The Court granted the order under section 97A of the Copyright, Designs and Patents Act 1988 and section 37(1) of the Senior Courts Act 1981. Regarding copyright infringement, the judge found that:
|•||The users of the websites infringed the copyright in the works (the source and object code for the Nintendo games, together with related underlying works). ISP subscribers located in the UK performed acts of copying in the UK when they connected to the websites and used them to access and download files containing the unauthorised Nintendo games onto electronic devices located in the UK. The judge inferred from the high number of visits to the websites by UK consumers (including repeat visits) that downloading was taking place and that copies of the works were therefore being created in the memory of those devices.|
|•||The operators of the websites authorised or were liable as joint tortfeasors for such copying by UK users.
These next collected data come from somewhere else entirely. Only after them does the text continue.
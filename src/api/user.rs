use crate::{error::Error, model::user::UserDto};

use super::ApiClient;

impl ApiClient {
    /// The user owning the configured token.
    pub async fn get_user(&self) -> Result<UserDto, Error> {
        self.require_token()?;
        self.get("/users/user").await
    }
}
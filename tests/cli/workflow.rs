//! Tests for `dockstore workflow` commands.

use super::*;

static HELLO_WORKFLOW: &str = "github.com/DockstoreTestUser2/hello-dockstore-workflow";

/// Tests refreshing a workflow from the GitHub simulation.
///
/// Verifies each branch and tag becomes a version, versions without the
/// descriptor are invalid, and the App installation id is recorded.
///
/// Expected: Ok with three versions, two of them valid
#[tokio::test]
async fn refresh_workflow_from_github() -> Result<(), TestError> {
    let mut test = TestBuilder::new()
        .with_github_repository(hello_dockstore_workflow(), 1)
        .build()
        .await?;

    test.cli
        .run_expect(&["workflow", "refresh", "--entry", HELLO_WORKFLOW], ExitCode::Success)
        .await?;

    assert_eq!(
        test.count("SELECT COUNT(*) AS count FROM workflowversion WHERE workflow_id = 1")
            .await?,
        3
    );
    assert_eq!(
        test.count("SELECT COUNT(*) AS count FROM workflowversion WHERE workflow_id = 1 AND valid")
            .await?,
        2
    );
    assert_eq!(
        test.count(
            "SELECT COUNT(*) AS count FROM workflow \
             WHERE id = 1 AND github_app_installation_id = 1179416 AND last_refreshed IS NOT NULL"
        )
        .await?,
        1
    );
    assert_eq!(
        test.count(
            "SELECT COUNT(*) AS count FROM sourcefile s \
             JOIN workflowversion v ON s.parent_id = v.id \
             WHERE s.parent_type = 'workflowversion' AND v.workflow_id = 1"
        )
        .await?,
        2
    );

    let stdout = test.cli.output.stdout();
    assert!(stdout.contains("wdl-only"));
    assert!(stdout.contains("1.0"));

    test.assert_mocks();
    test.assert_no_leaked_connections().await
}

/// Tests that a refresh reaching an unsimulated GitHub endpoint fails.
///
/// The simulation answers every unmatched request with 501, which the
/// webservice reports as an upstream failure.
///
/// Expected: Ok with API_ERROR and the seeded version untouched
#[tokio::test]
async fn refresh_without_simulation_fails() -> Result<(), TestError> {
    let mut test = TestBuilder::new().build().await?;

    test.cli
        .run_expect(&["workflow", "refresh", "--entry", HELLO_WORKFLOW], ExitCode::ApiError)
        .await?;

    assert_eq!(
        test.count("SELECT COUNT(*) AS count FROM workflowversion WHERE workflow_id = 1")
            .await?,
        1
    );

    test.assert_no_leaked_connections().await
}

/// Tests publishing and unpublishing a workflow.
///
/// Expected: Ok with SUCCESS for each change and COMMAND_ERROR for repeats
#[tokio::test]
async fn publish_and_unpublish_workflow() -> Result<(), TestError> {
    let mut test = TestBuilder::new().build().await?;
    let published = "SELECT COUNT(*) AS count FROM workflow WHERE id = 1 AND is_published";

    test.cli
        .run_expect(&["workflow", "publish", "--entry", HELLO_WORKFLOW], ExitCode::Success)
        .await?;
    assert_eq!(test.count(published).await?, 1);

    test.cli
        .run_expect(
            &["workflow", "publish", "--entry", HELLO_WORKFLOW],
            ExitCode::CommandError,
        )
        .await?;

    test.cli
        .run_expect(
            &["workflow", "publish", "--entry", HELLO_WORKFLOW, "--unpub"],
            ExitCode::Success,
        )
        .await?;
    assert_eq!(test.count(published).await?, 0);

    test.assert_no_leaked_connections().await
}

/// Tests publishing a workflow that was never refreshed.
///
/// Expected: Ok with API_ERROR
#[tokio::test]
async fn publish_workflow_without_versions_fails() -> Result<(), TestError> {
    let mut test = TestBuilder::new()
        .with_fixture_set(FixtureSet::Confidential2)
        .build()
        .await?;

    test.cli
        .run_expect(
            &[
                "workflow",
                "publish",
                "--entry",
                "github.com/DockstoreTestUser2/dockstore_workflow_cnv",
            ],
            ExitCode::ApiError,
        )
        .await?;

    test.assert_no_leaked_connections().await
}

/// Tests `workflow info` and `workflow list`.
///
/// Expected: Ok with the published workflow's details and all of the user's workflows
#[tokio::test]
async fn info_and_list_workflows() -> Result<(), TestError> {
    let mut test = TestBuilder::new().build().await?;

    test.cli
        .run_expect(
            &[
                "workflow",
                "info",
                "--entry",
                "github.com/DockstoreTestUser2/dockstore-whalesay-imports",
            ],
            ExitCode::Success,
        )
        .await?;
    assert!(test
        .cli
        .output
        .stdout()
        .contains("WORKFLOW: github.com/DockstoreTestUser2/dockstore-whalesay-imports"));

    test.cli
        .run_expect(&["workflow", "info", "--entry", HELLO_WORKFLOW], ExitCode::EntryNotFound)
        .await?;

    test.cli.output.clear();
    test.cli
        .run_expect(&["workflow", "list"], ExitCode::Success)
        .await?;
    let stdout = test.cli.output.stdout();
    assert!(stdout.contains("hello-dockstore-workflow"));
    assert!(stdout.contains("dockstore-whalesay-imports"));

    Ok(())
}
The operators also performed acts of communication to the public in the UK by posting links to unauthorised Nintendo games on the websites, since the evidence indicated that the websites were operated for profit, so that it was to be presumed (applying GS Media) that the act of posting a link amounted to a communication with the public.|
|•||These acts of communication to the public were targeted at the public in the UK. Relevant factors included that the websites included games which were extremely popular in the UK market, and the very substantial number of visits to the websites by UK consumers.|
The judge also found that there was infringement of various Nintendo UK RTMs, since the operators of the websites were using, in the course of trade, signs identical to those marks in relation to identical goods contrary to section 10(1) of the Trade Marks Act 1994, and were targeting average consumers in the UK.